How old would the daily news be from the birth of its first human created news up until now?
It would be very old, and yet, daily, it’s new. The N. Y. Daily News is the greatest daily, organically grown, 21st century title.
Through all of the days and nights, the daily news lives with Nature and Nature’s truth. In the spring of 2011, I, an old man, sat in my office facing a lonely, cold wall, and thinking about tomorrow and what it would bring. However, before tomorrow had a chance to arrive, a young man with a happy face and bright eyes walked in through my office door, saying, “I am Jason Sheftell from The N. Y. Daily News.” After I spoke a few words with this young man from The N. Y. Daily News, it woke up my life’s psychology and philosophy, just as the sun’s rays do in the early morning.
This awaking was not just for me, but it was also for the rest of the magnificent Nature. The title of The N. Y. Daily News, N. Y., the most beautiful city and the heart of the world, touches my heart so deeply, but much more so, my mind, because YOU daily discover what is covered and forgotten underneath some very unhealthy human shadow, the human mind. The healthy Nature’s power and the future of the young world has been covered and forgotten, but fortunately, The N. Y. Daily News has shone some light on it.

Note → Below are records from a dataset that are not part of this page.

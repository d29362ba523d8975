use std::path::PathBuf;

use reactive_core::SolverConfig;
use reactive_delivery::{DeliverySimulator, ReactivePlanner, compile_yaml};
use tracing_subscriber::EnvFilter;

fn main() {
    tracing_subscriber::fmt()
        .with_env_filter(
            EnvFilter::from_default_env()
                .add_directive("reactive_delivery=info".parse().expect("valid directive")),
        )
        .init();

    let path = std::env::args()
        .nth(1)
        .map(PathBuf::from)
        .unwrap_or_else(|| PathBuf::from("crates/reactive-delivery/scenarios/triangle.yaml"));
    let steps: usize = std::env::args()
        .nth(2)
        .map(|s| s.parse().expect("steps must be a number"))
        .unwrap_or(100);

    let scenario = compile_yaml(&path).expect("failed to compile scenario YAML");
    let config = SolverConfig::from_default_yaml().expect("bundled solver config is valid");
    let planner = ReactivePlanner::setup(&scenario, &scenario, &scenario, &config)
        .expect("planner setup failed");

    for (city, value) in planner.city_values() {
        println!("{city:>12}: {value:.2}");
    }

    let home = scenario
        .city_names()
        .first()
        .cloned()
        .expect("scenario has at least one city");
    let mut simulator =
        DeliverySimulator::new(scenario, planner, home, 12345).expect("home city exists");
    let report = simulator.run(steps).expect("simulation failed");

    println!(
        "actions={} deliveries={} total_profit={:.2} average_profit={:.2}",
        report.actions,
        report.deliveries,
        report.total_profit(),
        report.average_profit()
    );
}
use crate::{
    CityInterner, CityKey, PlanAction, PlannerError, StateSpace, TaskDistribution, Topology,
    TransitionKernel,
};

fn build(scenario: &crate::Scenario) -> (CityInterner<String>, StateSpace, TransitionKernel) {
    let mut cities = CityInterner::new();
    for city in scenario.cities() {
        cities.intern(city);
    }
    let neighbors: Vec<Vec<CityKey>> = cities
        .iter()
        .map(|(_, city)| {
            scenario
                .neighbors(city)
                .iter()
                .filter_map(|n| cities.key_of(n))
                .collect()
        })
        .collect();
    let space = StateSpace::enumerate(&neighbors);
    let kernel = TransitionKernel::build(&cities, &space, scenario).expect("probabilities valid");
    (cities, space, kernel)
}

#[test]
fn move_and_delivery_share_the_landing_distribution() {
    let scenario = super::line();
    let (_, _, kernel) = build(&scenario);

    let c = CityKey::from(2);
    let travel = kernel
        .get_transition(&PlanAction::travel(c))
        .expect("city exists");
    let deliver = kernel
        .get_transition(&PlanAction::deliver(c))
        .expect("city exists");
    assert_eq!(travel, deliver);
    assert_eq!(kernel.city_count(), 3);
}

#[test]
fn landing_distribution_follows_task_probabilities() {
    let scenario = super::line();
    let (cities, space, kernel) = build(&scenario);

    let a = CityKey::from(0);
    let entries = kernel.landing_in(a).expect("A exists");
    assert_eq!(entries.len(), 3);

    let mass: f64 = entries.iter().map(|(_, p)| p).sum();
    assert!((mass - 1.0).abs() < 1e-12);

    for (id, p) in entries {
        let state = space.state(*id).expect("state exists");
        assert_eq!(state.city, a);
        let from = cities.get(a).expect("A interned");
        let to = state.destination.and_then(|d| cities.get(d));
        assert_eq!(*p, scenario.probability(from, to));
    }

    // A offers C half the time, nothing otherwise.
    let none = entries
        .iter()
        .find(|(id, _)| space.state(*id).is_some_and(|s| s.destination.is_none()))
        .expect("no-offer state exists");
    assert_eq!(none.1, 0.5);
}

#[test]
fn unknown_landing_city_is_an_error() {
    let scenario = super::line();
    let (_, _, kernel) = build(&scenario);

    let err = kernel
        .get_transition(&PlanAction::travel(CityKey::from(7)))
        .expect_err("city 7 does not exist");
    assert!(matches!(err, PlannerError::UnknownCity { city: 7 }));
    assert!(kernel.landing_in(CityKey::from(7)).is_none());
}

struct Broken;

impl TaskDistribution<String> for Broken {
    fn probability(&self, _from: &String, to: Option<&String>) -> f64 {
        if to.is_some() { f64::NAN } else { 1.0 }
    }

    fn reward(&self, _from: &String, _to: &String) -> f64 {
        0.0
    }
}

#[test]
fn invalid_probability_is_rejected() {
    let scenario = super::line();
    let (cities, space, _) = build(&scenario);

    let err = TransitionKernel::build(&cities, &space, &Broken).expect_err("NaN probability");
    assert!(matches!(err, PlannerError::InvalidProbability { .. }));
}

That spring day of 2011, when I spoke a few words, in my office, with the young and wise man, Jason Sheftell, the word young, at our present time, meant a lot to me, and just as today for tomorrow, it made me think. The young, and the young world, together, can build and rebuild for tomorrow what we, the old, in our past, “successfully” did not succeed for today’s and tomorrow’s young world’s future days. As I spoke to Jason Sheftell, a relatively young man, I could not see the end of the young world. I asked myself, “What is impossible?” and I felt as though someone was trying to tell me, “Patience! Live longer and just wait.”
The short conversation, on the topic of Nature, that Jason Sheftell from The Daily News and I had that spring day of 2011, grew and disappeared just like an end to a day. Jason’s words to me before he left my office were, “One day I’d love to meet the Nature which lives in your garden and around your house.” I loved those words so much. They were healthy, powerful words which possessed the same power as the existing power between the nights and the days, and the earth’s soil and the sun. It’s an everlasting power, a very old power, and daily, it’s new. It’s the greatest news that it could be for you, the young world.
Some days and nights went by, but the day did finally come when Jason Sheftell of The N. Y. Daily News, kept his promise and greeted me in front of my house. He began to “fly” from fruit tree to fruit tree, and from one plant to the other. He “flew” just like the birds and the honey bees fly from tree to tree and from plant to plant.
They fly and land never asking any life’s questions; they just fly with life’s answers, theirs and our human beings’, life’s answers, and for every tomorrow’s beautiful Nature’s healthy future days.
The N. Y. Daily News, “flew” from tree to tree, and plant to plant and landed on my chicken coop, and it was a million times healthier and cheaper than it is to land on the moon. N. Y. Daily News, you are doing a great job on a daily basis. You are discovering and waking up what most of the world’s health has lost and forgotten, yet without it, we, the world, cannot survive.
The N. Y. Daily News and Jason Sheftell must be thanked for the weighty and important task they undertake on a daily basis. However, a simple “THANK YOU” is soon forgotten, and it’s not adequate. Today, as well as the tomorrows of this 21st century, will make history which will be very thankful to you as well, for what you are accomplishing for our wounded yet very beautiful Nature, for the rich, the middle class and the poor, for the cats and the dogs and mostly for those unknown people, who are still holding and turning this world around. N. Y. Daily News, I am grateful for everything, and, if I may, I’d like to say, “Thank you from all of us.” Please, don’t every walk away from God’s creation, the beautiful Nature.